C seems to be in a mood today and I isn't even answering my e-mail. Oh well. I'll take it till I can't. I slept very well last night and only wish I could be home working on my house. Why is it that when I am mentally ready to work on it, I physically and vice versa? I went to neice in laws sat night and her house was so clean and decorated and looked so nice. I am tired of living like a pig, but have felt this way before. I HAVE to get something done to this house. I can't life for 1 week, but by next weekend, I should be able to clean. We leave on vacation in 18 days and have NO MONEY. If we dont sell the scout or the truck I guess I'll have to get a title loan on my car. don't knwo what else to do. But, it'll cost me 300 a month to pay it back. over 6 months, i'll pay  over 700 in interest on a 1000 loan. If I miss a payment, they take my car.

I'm ready to go smoke, but the clock isn't.
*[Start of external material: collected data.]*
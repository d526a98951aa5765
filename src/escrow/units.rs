//! Conversion between decimal token strings and fixed-point amounts.
use thiserror::Error;

use crate::escrow::{Amount, Decimals, MAX_DECIMALS};

/// Errors that can occur while parsing a decimal token amount.
#[derive(Error, Debug, Clone, PartialEq, Eq)]
pub enum UnitsError {
    #[error("Amount is empty")]
    Empty,
    #[error("Invalid character {0:?} in amount")]
    InvalidCharacter(char),
    #[error("Amount has more than {0} decimal places")]
    TooManyDecimals(Decimals),
    #[error("Amount does not fit in 128 bits")]
    Overflow,
    #[error("Precision of {0} decimals is not supported")]
    UnsupportedPrecision(Decimals),
}

fn scale(decimals: Decimals) -> Result<Amount, UnitsError> {
    if decimals > MAX_DECIMALS {
        return Err(UnitsError::UnsupportedPrecision(decimals));
    }
    Ok(10u128.pow(decimals as u32))
}

fn parse_digits(digits: &str) -> Result<Amount, UnitsError> {
    digits.chars().try_fold(0, |value: Amount, c| {
        let digit = c.to_digit(10).ok_or(UnitsError::InvalidCharacter(c))?;
        value
            .checked_mul(10)
            .and_then(|v| v.checked_add(digit as Amount))
            .ok_or(UnitsError::Overflow)
    })
}

/// Parses a decimal string such as `"12.5"` into an amount scaled by `10^decimals`.
pub fn parse_units(text: &str, decimals: Decimals) -> Result<Amount, UnitsError> {
    let scale = scale(decimals)?;
    let text = text.trim();
    let (whole, fraction) = text.split_once('.').unwrap_or((text, ""));
    if whole.is_empty() && fraction.is_empty() {
        return Err(UnitsError::Empty);
    }
    if fraction.len() > decimals as usize {
        // Validate the characters first so "1.x" reports the bad character.
        parse_digits(fraction)?;
        return Err(UnitsError::TooManyDecimals(decimals));
    }

    let whole = parse_digits(whole)?;
    let padded = format!("{fraction:0<width$}", width = decimals as usize);
    let fraction = parse_digits(&padded)?;
    whole
        .checked_mul(scale)
        .and_then(|v| v.checked_add(fraction))
        .ok_or(UnitsError::Overflow)
}

/// Renders an amount scaled by `10^decimals` as a decimal string.
///
/// Trailing fractional zeros are dropped but one fractional digit is always
/// kept when `decimals > 0`, so one token renders as `"1.0"`.
pub fn format_units(amount: Amount, decimals: Decimals) -> String {
    let Ok(scale) = scale(decimals) else {
        return amount.to_string();
    };
    if decimals == 0 {
        return amount.to_string();
    }
    let whole = amount / scale;
    let fraction = format!("{:0>width$}", amount % scale, width = decimals as usize);
    let trimmed = fraction.trim_end_matches('0');
    if trimmed.is_empty() {
        format!("{whole}.0")
    } else {
        format!("{whole}.{trimmed}")
    }
}
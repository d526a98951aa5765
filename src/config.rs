//! Runtime configuration read from the environment.
use anyhow::Context;

use crate::escrow::{Address, Decimals, MAX_DECIMALS, TokenOption};

/// Decimal places of GHST and most ERC-20 tokens.
const DEFAULT_DECIMALS: Decimals = 18;

/// Output format of the log lines written to stderr.
#[derive(Debug, Clone, Copy, PartialEq, Eq)]
pub enum LogFormat {
    Text,
    Json,
}

/// Settings shared by every withdrawal run.
pub struct Config {
    /// Decimal places of the withdrawn token.
    pub decimals: Decimals,
    /// GHST or a custom token contract.
    pub token: TokenOption,
    /// Wallet that receives the withdrawn tokens.
    pub recipient: Address,
    /// Text or JSON log lines.
    pub log_format: LogFormat,
}

impl Config {
    /// Reads `ESCROW_*` variables. Call `dotenvy::dotenv()` first to pick up a `.env` file.
    pub fn from_env() -> anyhow::Result<Self> {
        Self::from_lookup(|key| std::env::var(key).ok())
    }

    fn from_lookup(lookup: impl Fn(&str) -> Option<String>) -> anyhow::Result<Self> {
        let decimals = lookup("ESCROW_TOKEN_DECIMALS")
            .map(|value| value.trim().parse::<Decimals>())
            .transpose()
            .context("Invalid ESCROW_TOKEN_DECIMALS")?
            .unwrap_or(DEFAULT_DECIMALS);
        anyhow::ensure!(
            decimals <= MAX_DECIMALS,
            "ESCROW_TOKEN_DECIMALS must be at most {MAX_DECIMALS}"
        );
        let token = lookup("ESCROW_TOKEN")
            .unwrap_or_else(|| "ghst".into())
            .parse()
            .context("Invalid ESCROW_TOKEN")?;
        let recipient = lookup("ESCROW_RECIPIENT")
            .context("ESCROW_RECIPIENT is not set")?
            .parse()
            .context("Invalid ESCROW_RECIPIENT")?;
        let log_format = match lookup("ESCROW_LOG_FORMAT") {
            Some(format) if format.eq_ignore_ascii_case("json") => LogFormat::Json,
            _ => LogFormat::Text,
        };
        Ok(Config {
            decimals,
            token,
            recipient,
            log_format,
        })
    }
}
I want to wait until 10. I did get all of the dishes washed yesteday and got my movies watched and put them in the mail this morning. TJ bought me a beautiful sapphire necklace. I don't understand why though. I love this woman and have always considered her my friend, but she went years not answering the phone for me, not stopping by to say Hi, not returning my calls. I will never understand. She didn't even come to my shower. Now, she waltzes in here this morning after buying me a necklace? It's just odd.

Anyway. Guess I"d better get back to work.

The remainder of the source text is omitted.